Durante toda la noche mi corazón me ha hostilizado sin cesar. A lo largo de estas horas, me he sentido diminuida, atacada por un cansancio verdaderamente perturbador. Prisionera de distintas angustias, aún en la más leve, hube de ansiar una pronta muerte. Pero no podía adivinar que me esperaban más castigos, los que se manifestaron en algunos fugaces sueños de mutilaciones. En mis breves sueños, un cuerpo destrozado descansaba entre mis manos. Ah, imagínate, yo era la causante de esa muerte y, sin embargo, no sabía cual destino correspondía dar a los restos. No sé cómo sobrevivo a ese sueño en donde me vi, maravillada, sosteniendo a unos despojos mutilados de los cuales yo era responsable. Mi corazón me ha humillado toda la noche. El corazón late, late, late, pero el mío fue, en esta noche, irregular. Latió con una desarmonía espantosa. Mi corazón se ha comportado de una manera hiriente que no estoy en condiciones de responder a las preguntas que me haces.

Sé que esta mala noche se la debo a mi vecina. Mi vecina me vigila y vigila a tu hijo. Ha dejado de lado a su propia familia y ahora se dedica únicamente a espiar todos mis movimientos. Es una mujer absurda cuyo rencor la ha sobrepasado para quedar librada a la fuerza de su envidia. Mi vecina sólo parece animarse cuando me ve caminar por las calles en busca de alimentos. Me enfrento entonces a sus ojos que me siguen descaradamente desde su ventana, con un matiz de malicia en el que puedo adivinar los peores pensamientos. Sale después hacia afuera y hasta sería posible asegurar que algunas veces me ha seguido. Tú sabes que poseo un fino sentido cuando me siento acechada. Podría testificar que ella ha ido tras mis pasos en mi único recorrido a través de la ciudad. Ahora sé que mi vecina, a pesar del frío, va de casa en casa y estoy cierta de que soy el motivo de sus viajes y la razón de sus conversaciones. Su mirada es definitivamente tendenciosa y puedo prever cómo el mal se desliza por mi espalda, se despeña por mi espalda dejándome arañada por crueles difamaciones. Ah, no entiendo desde cuál de sus incontables odios ha escogido hacer de mí su contendiente.

Sabes pues que soy vigilada por mi propia vecina. Las preguntas que me haces, sólo duplican en mí la vigilancia. El que tu hijo no asista a la escuela no augura que habitemos de una manera indecorosa. Te advertí que este momento llegaría. Si tú no lo detuviste, ¿por qué pues debo entonces obedecer tus órdenes? Permanecemos, nos quedamos por tu voluntad en una ciudad que enloquece de manera progresiva. Mi vecina me vigila y vigila a tu hijo y cuando anochece puedo escuchar su llanto desesperado. Llora por que su vida occidental se le ha dado vuelta, porque el frío se ha dado vuelta y, por su contagio, esta noche hasta mi corazón se ha sublevado.

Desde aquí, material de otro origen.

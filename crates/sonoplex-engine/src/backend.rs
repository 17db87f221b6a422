//! The platform backend interface the engine consumes.
//!
//! Concrete bindings (a real OS audio subsystem) are intentionally out of
//! scope for the core; [`crate::cpal_backend::CpalBackend`] is kept small
//! and gated behind the `cpal-backend` feature as the example/reference
//! binding.

use crate::error::Result;
use sonoplex_core::AudioSpec;
use std::fmt;

/// Opaque handle to a device opened through an [`AudioBackend`]. The engine
/// never inspects its value; backends are free to key it however they like.
#[derive(Debug, Clone, Copy, PartialEq, Eq, Hash)]
pub struct DeviceHandle(pub u64);

/// One entry from [`AudioBackend::enumerate_devices`] / `default_device`.
#[derive(Debug, Clone, PartialEq, Eq)]
pub struct DeviceInfo {
    pub name: String,
    pub id: String,
    pub is_default: bool,
    pub channels: u8,
    pub sample_rate: u32,
}

impl fmt::Display for DeviceInfo {
    fn fmt(&self, f: &mut fmt::Formatter<'_>) -> fmt::Result {
        write!(
            f,
            "device_info{{name=\"{}\", id=\"{}\", is_default={}, channels={}, sample_rate={}}}",
            self.name, self.id, self.is_default, self.channels, self.sample_rate
        )
    }
}

/// The periodic callback the backend invokes to fill an output buffer, or
/// consume an input buffer. The engine's mixer is the only thing ever
/// wrapped in this closure; it never re-enters the backend from inside the
/// callback.
pub type AudioCallback = Box<dyn FnMut(&mut [u8]) + Send>;

/// Device-level operations a platform audio subsystem must provide.
///
/// A device goes through `open_device` -> `create_stream` ->
/// (`bind_to_device` + `resume` on the returned [`BackendStream`]) to start
/// callback flow.
pub trait AudioBackend: Send {
    fn init(&mut self) -> Result<()>;
    fn shutdown(&mut self);
    fn is_initialized(&self) -> bool;
    fn name(&self) -> &str;

    fn enumerate_devices(&self, playback: bool) -> Result<Vec<DeviceInfo>>;
    fn default_device(&self, playback: bool) -> Result<DeviceInfo>;

    /// `device_id` may be empty to request the default device.
    fn open_device(&mut self, device_id: &str, desired_spec: AudioSpec) -> Result<(DeviceHandle, AudioSpec)>;
    fn close_device(&mut self, handle: DeviceHandle) -> Result<()>;

    fn device_format(&self, handle: DeviceHandle) -> Result<AudioSpec>;
    fn device_gain(&self, handle: DeviceHandle) -> Result<f32>;
    fn set_device_gain(&mut self, handle: DeviceHandle, gain: f32) -> Result<()>;

    fn pause_device(&mut self, handle: DeviceHandle) -> Result<()>;
    fn resume_device(&mut self, handle: DeviceHandle) -> Result<()>;
    fn is_device_paused(&self, handle: DeviceHandle) -> Result<bool>;

    /// Whether this backend can mute a device itself. When `false`, the
    /// engine falls back to zeroing the mixer's output after mixing.
    fn supports_mute(&self) -> bool {
        false
    }
    fn mute_device(&mut self, _handle: DeviceHandle) -> Result<()> {
        Ok(())
    }
    fn unmute_device(&mut self, _handle: DeviceHandle) -> Result<()> {
        Ok(())
    }
    fn is_device_muted(&self, _handle: DeviceHandle) -> Result<bool> {
        Ok(false)
    }

    /// Register `callback` as the periodic producer for `handle`, returning
    /// a [`BackendStream`] the caller uses to start/stop callback delivery.
    fn create_stream(
        &mut self,
        handle: DeviceHandle,
        spec: AudioSpec,
        callback: AudioCallback,
    ) -> Result<Box<dyn BackendStream>>;

    fn supports_recording(&self) -> bool {
        false
    }
    fn max_open_devices(&self) -> usize {
        1
    }
}

/// The object `create_stream` hands back. The engine drives
/// playback with `bind_to_device` + `resume`, and stops it with `pause` +
/// `unbind_from_device`. `put_data`/`get_data` are for the backend's
/// queue-mode operation when no callback is registered; the engine does not
/// use them since it always registers a callback.
pub trait BackendStream: Send {
    fn put_data(&mut self, data: &[u8]) -> usize {
        let _ = data;
        0
    }
    fn get_data(&mut self, out: &mut [u8]) -> usize {
        let _ = out;
        0
    }
    fn clear(&mut self) {}

    fn pause(&mut self) -> Result<()>;
    fn resume(&mut self) -> Result<()>;
    fn is_paused(&self) -> bool;
    fn queued_size(&self) -> usize {
        0
    }

    fn bind_to_device(&mut self, handle: DeviceHandle) -> Result<()>;
    fn unbind_from_device(&mut self);
}

#[cfg(test)]
mod tests {
    use super::*;

    #[test]
    fn device_info_display_matches_expected_shape() {
        let info = DeviceInfo {
            name: "Speakers".into(),
            id: "default".into(),
            is_default: true,
            channels: 2,
            sample_rate: 44100,
        };
        let rendered = info.to_string();
        assert!(rendered.starts_with("device_info{"));
        assert!(rendered.contains("name=\"Speakers\""));
        assert!(rendered.contains("sample_rate=44100"));
    }
}
//! Sonoplex Core - shared audio data model
//!
//! Foundational types every other `sonoplex-*` crate builds on: the
//! `(format, channels, freq)` triple that describes a PCM stream, an owning
//! sample buffer, explicit endian helpers, and the format/channel/rate
//! conversion pipeline decoders and the mixer use to get audio into a common
//! shape.
//!
//! # Core Abstractions
//!
//! - [`SampleFormat`] / [`AudioSpec`] - what a PCM stream looks like
//! - [`Buffer`] - owning, resizable sample storage
//! - [`AudioConverter`] / [`StreamConverter`] - format/channel/rate conversion
//!
//! # Design Principles
//!
//! - No allocation in [`sample::to_float`]/[`sample::from_float`] — callers
//!   size buffers once and reuse them across the audio callback.
//! - Every endian-sensitive read names its endianness explicitly; there is no
//!   platform-conditional byte order.

pub mod buffer;
pub mod converter;
pub mod endian;
pub mod error;
pub mod resample;
pub mod sample;
pub mod spec;

pub use buffer::Buffer;
pub use converter::{AudioConverter, StreamConverter};
pub use error::{Error, Result};
pub use resample::{catmull_rom, resample_channel, resample_interleaved};
pub use spec::{AudioSpec, SampleFormat};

Tu hijo y yo pasamos este tiempo comprometidos en un ritmo que no merece el menor reproche y no veo por qué habría de hacerte una cuenta detallada de cómo pasamos el día. Pero, en fin, has de saber que nuestras horas transcurren burlando el frío que está alcanzando un cuerpo realmente monstruoso. Tu hijo lo esquiva ejecutando sus juegos y lo soslaya con el fragor de sus estruendosas carcajadas. Yo velo el día y vigilo el paso de la noche. Pero ¿cómo hacerte comprender que mi vecina me fustiga de manera vergonzosa? Deja pues de abrumarme con argumentos que no tienen el menor asidero. Tu hijo fue expulsado de la escuela por su comportamiento y debemos permanecer reducidos en la casa. ¿Qué es lo que en realidad temes? ¿Qué mal podría amenazar a quienes viven encerrados entre cuatro paredes?